Writing a fraud rule is a task most data analysts and fraud specialists can do in their first week on the job. Writing a good fraud rule, alas, is a tad trickier.

To understand why, we first need to establish what makes a fraud rule a good one. The answer is quite simple: its performance needs to be effective in the moment while also being  resilient to fraudsters’ behavioral changes.

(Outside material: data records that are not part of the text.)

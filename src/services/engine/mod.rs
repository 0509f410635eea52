// Moteur de positions: relecture pure du journal de trades.
// Aucune E/S ici: les services récupèrent les données, le moteur calcule.

pub mod replay;
pub mod timeseries;

use rust_decimal::Decimal;
use thiserror::Error;

/// Convention standard: 1 contrat d'option = 100 actions
pub const CONTRACT_MULTIPLIER: i64 = 100;

/// Erreurs structurelles: le journal lui-même est inexploitable.
/// On n'ignore jamais un trade illisible, des totaux partiels seraient faux.
#[derive(Error, Debug, Clone, PartialEq, Eq)]
pub enum EngineError {
    #[error("unknown trade type: '{0}'")]
    UnknownTradeType(String),

    #[error("trade log for {ticker} is not in chronological order")]
    OutOfOrder { ticker: String },
}

/// Les six types de trades reconnus par le moteur.
#[derive(Debug, Clone, Copy, PartialEq, Eq)]
pub enum TradeKind {
    BuyStock,
    SellStock,
    SellPut,
    SellCall,
    BuyPut,
    BuyCall,
}

impl TradeKind {
    /// Valeurs acceptées dans la colonne trade_type
    pub const VALID_TYPES: [&'static str; 6] = [
        "BUY_STOCK",
        "SELL_STOCK",
        "SELL_PUT",
        "SELL_CALL",
        "BUY_PUT",
        "BUY_CALL",
    ];

    pub fn parse(value: &str) -> Result<Self, EngineError> {
        match value {
            "BUY_STOCK" => Ok(Self::BuyStock),
            "SELL_STOCK" => Ok(Self::SellStock),
            "SELL_PUT" => Ok(Self::SellPut),
            "SELL_CALL" => Ok(Self::SellCall),
            "BUY_PUT" => Ok(Self::BuyPut),
            "BUY_CALL" => Ok(Self::BuyCall),
            other => Err(EngineError::UnknownTradeType(other.to_string())),
        }
    }

    pub fn is_option(self) -> bool {
        matches!(
            self,
            Self::SellPut | Self::SellCall | Self::BuyPut | Self::BuyCall
        )
    }

    /// Variation du nombre d'actions détenues.
    /// Les options n'en touchent aucune: seule la prime circule.
    pub fn share_delta(self, quantity: i32) -> i64 {
        match self {
            Self::BuyStock => i64::from(quantity),
            Self::SellStock => -i64::from(quantity),
            _ => 0,
        }
    }

    /// Flux de trésorerie signé du trade: vente = encaissement,
    /// achat = décaissement, primes d'options multipliées par 100.
    pub fn cash_delta(self, quantity: i32, price: Decimal) -> Decimal {
        let gross = price * Decimal::from(quantity) * self.multiplier();
        match self {
            Self::SellStock | Self::SellPut | Self::SellCall => gross,
            Self::BuyStock | Self::BuyPut | Self::BuyCall => -gross,
        }
    }

    fn multiplier(self) -> Decimal {
        if self.is_option() {
            Decimal::from(CONTRACT_MULTIPLIER)
        } else {
            Decimal::ONE
        }
    }
}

For example, rules with static amount conditions can be quite brittle: if my rule contains a condition where the amount must be >$100, fraudsters can still move $99, bypass my rule, and make the same amount of money.

In this blog post, I want to share the analytical process I followed when recently writing a fraud rule for a selection of our customers. Hopefully it can give you some ideas on how to structure yours.

Before we start, a few words about methodology

Today’s focus is the research stage of a new rule. And as with every analytical research task, my recommendation is to conduct it in an SQL environment rather than in Excel or on your rule engine itself. Of course, feel free to conduct research however you want, but in my experience the exercise will be more effective inside your data warehouse. Are you only a beginner in SQL? Fret not, that’s what we have LLMs for nowadays!

Another thing I’d like to note is the set of KPIs that guide me when I’m conducting an iterative research process.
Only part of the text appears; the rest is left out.